» **DATA**:
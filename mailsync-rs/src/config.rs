use crate::error::{Result, SyncError};
use serde::{Deserialize, Serialize};
use std::path::{Path, PathBuf};

/// Default number of concurrent fetch workers.
pub const DEFAULT_WORKERS: usize = 16;

/// Default retry budget for transient fetch failures.
pub const DEFAULT_MAX_RETRIES: u32 = 3;

/// Default capacity of the identifier queue feeding the worker pool.
pub const DEFAULT_QUEUE_CAPACITY: usize = 256;

#[derive(Debug, Clone, Deserialize, Serialize)]
pub struct Config {
    #[serde(default = "default_log_level")]
    pub log_level: String,

    #[serde(default, rename = "account")]
    pub accounts: Vec<AccountConfig>,

    #[serde(default)]
    pub sync: SyncSettings,
}

#[derive(Debug, Clone, Deserialize, Serialize)]
pub struct AccountConfig {
    pub name: String,
    /// Directory holding this account's SQLite store and token file.
    pub data_dir: PathBuf,
    pub client_id: String,
    pub client_secret: String,
}

/// Engine tuning knobs, passed into the orchestrator explicitly.
#[derive(Debug, Clone, Deserialize, Serialize)]
pub struct SyncSettings {
    #[serde(default = "default_workers")]
    pub workers: usize,

    #[serde(default = "default_max_retries")]
    pub max_retries: u32,

    #[serde(default = "default_queue_capacity")]
    pub queue_capacity: usize,

    /// Fraction of attempted fetches that may fail before the run is
    /// abandoned without a checkpoint commit.
    #[serde(default = "default_failure_abort_threshold")]
    pub failure_abort_threshold: f64,
}

impl Default for SyncSettings {
    fn default() -> Self {
        SyncSettings {
            workers: DEFAULT_WORKERS,
            max_retries: DEFAULT_MAX_RETRIES,
            queue_capacity: DEFAULT_QUEUE_CAPACITY,
            failure_abort_threshold: 0.5,
        }
    }
}

impl Config {
    pub fn from_file<P: AsRef<Path>>(path: P) -> Result<Self> {
        let content = std::fs::read_to_string(&path).map_err(|e| {
            SyncError::Config(format!(
                "failed to read {}: {}",
                path.as_ref().display(),
                e
            ))
        })?;

        toml::from_str(&content).map_err(|e| SyncError::Config(e.to_string()))
    }

    /// Select an account by name, or the first configured account.
    pub fn account(&self, name: Option<&str>) -> Result<&AccountConfig> {
        if self.accounts.is_empty() {
            return Err(SyncError::Config(
                "no [[account]] entries configured".to_string(),
            ));
        }

        match name {
            None => Ok(&self.accounts[0]),
            Some(wanted) => self
                .accounts
                .iter()
                .find(|a| a.name == wanted)
                .ok_or_else(|| {
                    let available: Vec<&str> =
                        self.accounts.iter().map(|a| a.name.as_str()).collect();
                    SyncError::Config(format!(
                        "account '{}' not found, available: {}",
                        wanted,
                        available.join(", ")
                    ))
                }),
        }
    }

    pub fn account_names(&self) -> Vec<&str> {
        self.accounts.iter().map(|a| a.name.as_str()).collect()
    }
}

fn default_log_level() -> String {
    "info".to_string()
}

fn default_workers() -> usize {
    DEFAULT_WORKERS
}

fn default_max_retries() -> u32 {
    DEFAULT_MAX_RETRIES
}

fn default_queue_capacity() -> usize {
    DEFAULT_QUEUE_CAPACITY
}

fn default_failure_abort_threshold() -> f64 {
    0.5
}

» **TASK PROMPT**:
All of the material above should be printed out in full, word for word.

» **SOLUTION FOR THIS EXERCISE**:
filename mailsync-rs/src/config.rs
use crate::error::{Result, SyncError};
use serde::{Deserialize, Serialize};
use std::path::{Path, PathBuf};

/// Default number of concurrent fetch workers.
pub const DEFAULT_WORKERS: usize = 16;

/// Default retry budget for transient fetch failures.
pub const DEFAULT_MAX_RETRIES: u32 = 3;

/// Default capacity of the identifier queue feeding the worker pool.
pub const DEFAULT_QUEUE_CAPACITY: usize = 256;

#[derive(Debug, Clone, Deserialize, Serialize)]
pub struct Config {
    #[serde(default = "default_log_level")]
    pub log_level: String,

    #[serde(default, rename = "account")]
    pub accounts: Vec<AccountConfig>,

    #[serde(default)]
    pub sync: SyncSettings,
}

#[derive(Debug, Clone, Deserialize, Serialize)]
pub struct AccountConfig {
    pub name: String,
    /// Directory holding this account's SQLite store and token file.
    pub data_dir: PathBuf,
    pub client_id: String,
    pub client_secret: String,
}

/// Engine tuning knobs, passed into the orchestrator explicitly.
#[derive(Debug, Clone, Deserialize, Serialize)]
pub struct SyncSettings {
    #[serde(default = "default_workers")]
    pub workers: usize,

    #[serde(default = "default_max_retries")]
    pub max_retries: u32,

    #[serde(default = "default_queue_capacity")]
    pub queue_capacity: usize,

    /// Fraction of attempted fetches that may fail before the run is
    /// abandoned without a checkpoint commit.
    #[serde(default = "default_failure_abort_threshold")]
    pub failure_abort_threshold: f64,
}

impl Default for SyncSettings {
    fn default() -> Self {
        SyncSettings {
            workers: DEFAULT_WORKERS,
            max_retries: DEFAULT_MAX_RETRIES,
            queue_capacity: DEFAULT_QUEUE_CAPACITY,
            failure_abort_threshold: 0.5,
        }
    }
}

impl Config {
    pub fn from_file<P: AsRef<Path>>(path: P) -> Result<Self> {
        let content = std::fs::read_to_string(&path).map_err(|e| {
            SyncError::Config(format!(
                "failed to read {}: {}",
                path.as_ref().display(),
                e
            ))
        })?;

        toml::from_str(&content).map_err(|e| SyncError::Config(e.to_string()))
    }

    /// Select an account by name, or the first configured account.
    pub fn account(&self, name: Option<&str>) -> Result<&AccountConfig> {
        if self.accounts.is_empty() {
            return Err(SyncError::Config(
                "no [[account]] entries configured".to_string(),
            ));
        }

        match name {
            None => Ok(&self.accounts[0]),
            Some(wanted) => self
                .accounts
                .iter()
                .find(|a| a.name == wanted)
                .ok_or_else(|| {
                    let available: Vec<&str> =
                        self.accounts.iter().map(|a| a.name.as_str()).collect();
                    SyncError::Config(format!(
                        "account '{}' not found, available: {}",
                        wanted,
                        available.join(", ")
                    ))
                }),
        }
    }

    pub fn account_names(&self) -> Vec<&str> {
        self.accounts.iter().map(|a| a.name.as_str()).collect()
    }
}

fn default_log_level() -> String {
    "info".to_string()
}

fn default_workers() -> usize {
    DEFAULT_WORKERS
}

fn default_max_retries() -> u32 {
    DEFAULT_MAX_RETRIES
}

fn default_queue_capacity() -> usize {
    DEFAULT_QUEUE_CAPACITY
}

fn default_failure_abort_threshold() -> f64 {
    0.5
}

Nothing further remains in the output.